Bank of England Deputy Governor Jon Cunliffe said on Monday that the central bank may not need to take sustained action to prevent inflation expectations from becoming engrained in public thinking, as there were few signs of this to date.
Cunliffe, the only BoE policymaker to vote against the central bank's March 16 decision to raise Bank Rate to 0.75% from 0.5%, warned against comparisons with 1970s when a self-reinforcing spiral of inflation and expectations took hold.
Cunliffe said he recognised the risk of second-round effects, and that further tightening of monetary policy might be necessary. But he stressed that companies and workers did not have the same pricing power as 50 years ago, a crucial difference.
"I do not think we are yet seeing a psychology of persistently higher inflation emerge," Cunliffe said in a speech to University of London's European Economics and Financial Centre.
"I am not at present convinced that we will inevitably have to lean heavily and constantly against an embedding of an inflationary psychology."

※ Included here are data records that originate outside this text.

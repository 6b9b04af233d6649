use super::error::TemplateError;
use crate::core::io::catalog::Catalog;
use crate::core::models::alignment::SequenceRecord;
use crate::core::models::candidate::{DomainContact, StructureDomain};
use crate::core::models::domain::DomainRange;
use tracing::debug;

/// Candidate queries against the classified-domain store.
pub trait DomainRepository: Send + Sync {
    /// Full sequence of a query protein.
    fn query_sequence(&self, sequence_id: &str) -> Result<String, TemplateError>;

    /// Structure domains classified under `family`.
    fn get_candidates(&self, family: &str) -> Result<Vec<StructureDomain>, TemplateError>;

    /// Contacts between a `family_1` domain and a `family_2` domain.
    ///
    /// The first list holds contacts stored as (`family_1`, `family_2`). The second
    /// holds contacts stored as (`family_2`, `family_1`), still in that stored
    /// orientation; callers normalize them.
    fn get_paired_candidates(
        &self,
        family_1: &str,
        family_2: &str,
    ) -> Result<(Vec<DomainContact>, Vec<DomainContact>), TemplateError>;
}

/// Observed residues of a chain together with their author numbering.
#[derive(Debug, Clone, PartialEq, Eq)]
pub struct ChainRecord {
    pub sequence: String,
    pub numbering: Vec<isize>,
}

/// The part of a chain covered by a requested structure domain.
#[derive(Debug, Clone, PartialEq, Eq)]
pub struct StructureSequence {
    /// Observed residues inside `range`, under the id `{structure_id}{chain_id}`.
    pub record: SequenceRecord,
    /// Requested range clamped to the observed numbering.
    pub range: DomainRange,
    pub numbering: Vec<isize>,
}

pub trait StructureSequenceProvider: Send + Sync {
    fn chain_record(&self, structure_id: &str, chain_id: &str) -> Result<ChainRecord, TemplateError>;

    /// Clamps `requested` to the chain's observed numbering and returns the residues
    /// that fall inside it.
    fn get_sequence_and_numbering(
        &self,
        structure_id: &str,
        chain_id: &str,
        requested: DomainRange,
    ) -> Result<StructureSequence, TemplateError> {
        let chain = self.chain_record(structure_id, chain_id)?;
        let mapping_error = |reason: String| TemplateError::StructureMapping {
            structure_id: structure_id.to_string(),
            chain_id: chain_id.to_string(),
            reason,
        };

        let (Some(&lowest), Some(&highest)) =
            (chain.numbering.iter().min(), chain.numbering.iter().max())
        else {
            return Err(mapping_error("chain has no residue numbering".to_string()));
        };
        if chain.numbering.len() != chain.sequence.len() {
            return Err(mapping_error(format!(
                "{} residue numbers for {} residues",
                chain.numbering.len(),
                chain.sequence.len()
            )));
        }

        let range = DomainRange::new(requested.start.max(lowest), requested.end.min(highest));
        if range.is_empty() {
            return Err(mapping_error(format!(
                "range {requested} lies outside observed residues {lowest}:{highest}"
            )));
        }
        if range != requested {
            debug!(%requested, clamped = %range, structure_id, chain_id, "Clamped structure range to observed residues.");
        }

        let position = |number: isize| {
            chain
                .numbering
                .iter()
                .position(|&n| n == number)
                .ok_or_else(|| mapping_error(format!("residue {number} is not observed")))
        };
        let first = position(range.start)?;
        let last = position(range.end)?;
        if last < first {
            return Err(mapping_error(format!("numbering is not ascending over {range}")));
        }

        let sequence = chain.sequence.get(first..=last).unwrap_or_default().to_string();
        if sequence.is_empty() {
            return Err(TemplateError::EmptyStructureSequence {
                structure_id: structure_id.to_string(),
                chain_id: chain_id.to_string(),
            });
        }

        Ok(StructureSequence {
            record: SequenceRecord::new(format!("{structure_id}{chain_id}"), sequence),
            range,
            numbering: chain.numbering,
        })
    }
}

impl DomainRepository for Catalog {
    fn query_sequence(&self, sequence_id: &str) -> Result<String, TemplateError> {
        self.sequence(sequence_id)
            .map(str::to_string)
            .ok_or_else(|| TemplateError::SequenceNotFound(sequence_id.to_string()))
    }

    fn get_candidates(&self, family: &str) -> Result<Vec<StructureDomain>, TemplateError> {
        Ok(self.domains_in_family(family).map(|d| d.structure()).collect())
    }

    fn get_paired_candidates(
        &self,
        family_1: &str,
        family_2: &str,
    ) -> Result<(Vec<DomainContact>, Vec<DomainContact>), TemplateError> {
        let forward = self
            .contacts_between(family_1, family_2)
            .map(|c| c.contact())
            .collect();
        let backward = self
            .contacts_between(family_2, family_1)
            .map(|c| c.contact())
            .collect();
        Ok((forward, backward))
    }
}

impl StructureSequenceProvider for Catalog {
    fn chain_record(&self, structure_id: &str, chain_id: &str) -> Result<ChainRecord, TemplateError> {
        let entry = self
            .chain(structure_id, chain_id)
            .ok_or_else(|| TemplateError::StructureMapping {
                structure_id: structure_id.to_string(),
                chain_id: chain_id.to_string(),
                reason: "chain is not in the catalog".to_string(),
            })?;
        if entry.sequence.is_empty() {
            return Err(TemplateError::EmptyStructureSequence {
                structure_id: structure_id.to_string(),
                chain_id: chain_id.to_string(),
            });
        }
        Ok(ChainRecord {
            sequence: entry.sequence.clone(),
            numbering: entry.residue_numbers(),
        })
    }
}

#[cfg(test)]
mod tests {
    use super::*;
    use crate::core::io::catalog::ChainEntry;

    fn catalog_with_chain(sequence: &str, numbering: Option<Vec<isize>>) -> Catalog {
        Catalog {
            chains: vec![ChainEntry {
                structure_id: "1ABC".to_string(),
                chain_id: "A".to_string(),
                sequence: sequence.to_string(),
                numbering,
            }],
            ..Catalog::default()
        }
    }

    #[test]
    fn requested_range_is_clamped_and_mapped() {
        let catalog = catalog_with_chain("ACDEFGHIK", Some((-2..=6).collect()));
        let structure = catalog
            .get_sequence_and_numbering("1ABC", "A", DomainRange::new(-10, 2))
            .unwrap();
        assert_eq!(structure.range, DomainRange::new(-2, 2));
        assert_eq!(structure.record.id, "1ABCA");
        assert_eq!(structure.record.sequence, "ACDEF");
    }

    #[test]
    fn full_range_returns_the_whole_chain() {
        let catalog = catalog_with_chain("ACDEFGHIK", None);
        let structure = catalog
            .get_sequence_and_numbering("1ABC", "A", DomainRange::new(1, 9))
            .unwrap();
        assert_eq!(structure.record.sequence, "ACDEFGHIK");
        assert_eq!(structure.range, DomainRange::new(1, 9));
    }

    #[test]
    fn range_outside_observed_residues_is_a_mapping_error() {
        let catalog = catalog_with_chain("ACDEF", None);
        let result = catalog.get_sequence_and_numbering("1ABC", "A", DomainRange::new(20, 30));
        assert!(matches!(result, Err(TemplateError::StructureMapping { .. })));
    }

    #[test]
    fn unobserved_endpoint_is_a_mapping_error() {
        // Residue 3 is missing from the deposited chain.
        let catalog = catalog_with_chain("ACDE", Some(vec![1, 2, 4, 5]));
        let result = catalog.get_sequence_and_numbering("1ABC", "A", DomainRange::new(3, 5));
        assert!(matches!(result, Err(TemplateError::StructureMapping { .. })));
    }

    #[test]
    fn empty_chain_sequence_is_reported() {
        let catalog = catalog_with_chain("", None);
        let result = catalog.get_sequence_and_numbering("1ABC", "A", DomainRange::new(1, 5));
        assert!(matches!(result, Err(TemplateError::EmptyStructureSequence { .. })));
    }

    #[test]
    fn unknown_chain_and_sequence_are_errors() {
        let catalog = Catalog::default();
        assert!(matches!(
            catalog.chain_record("9XYZ", "B"),
            Err(TemplateError::StructureMapping { .. })
        ));
        assert!(matches!(
            catalog.query_sequence("P404"),
            Err(TemplateError::SequenceNotFound(_))
        ));
    }
}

Consumer price inflation hit a 30-year high of 6.2% in February and the government's budget watchdog two weeks ago forecast it would go close to 9% in late 2022, contributing to the biggest fall in living standards since at least the 1950s.
Cunliffe said the Monetary Policy Committee would instead need to judge both upward and downward risks to inflation and growth, and to use its tools "carefully and flexibly".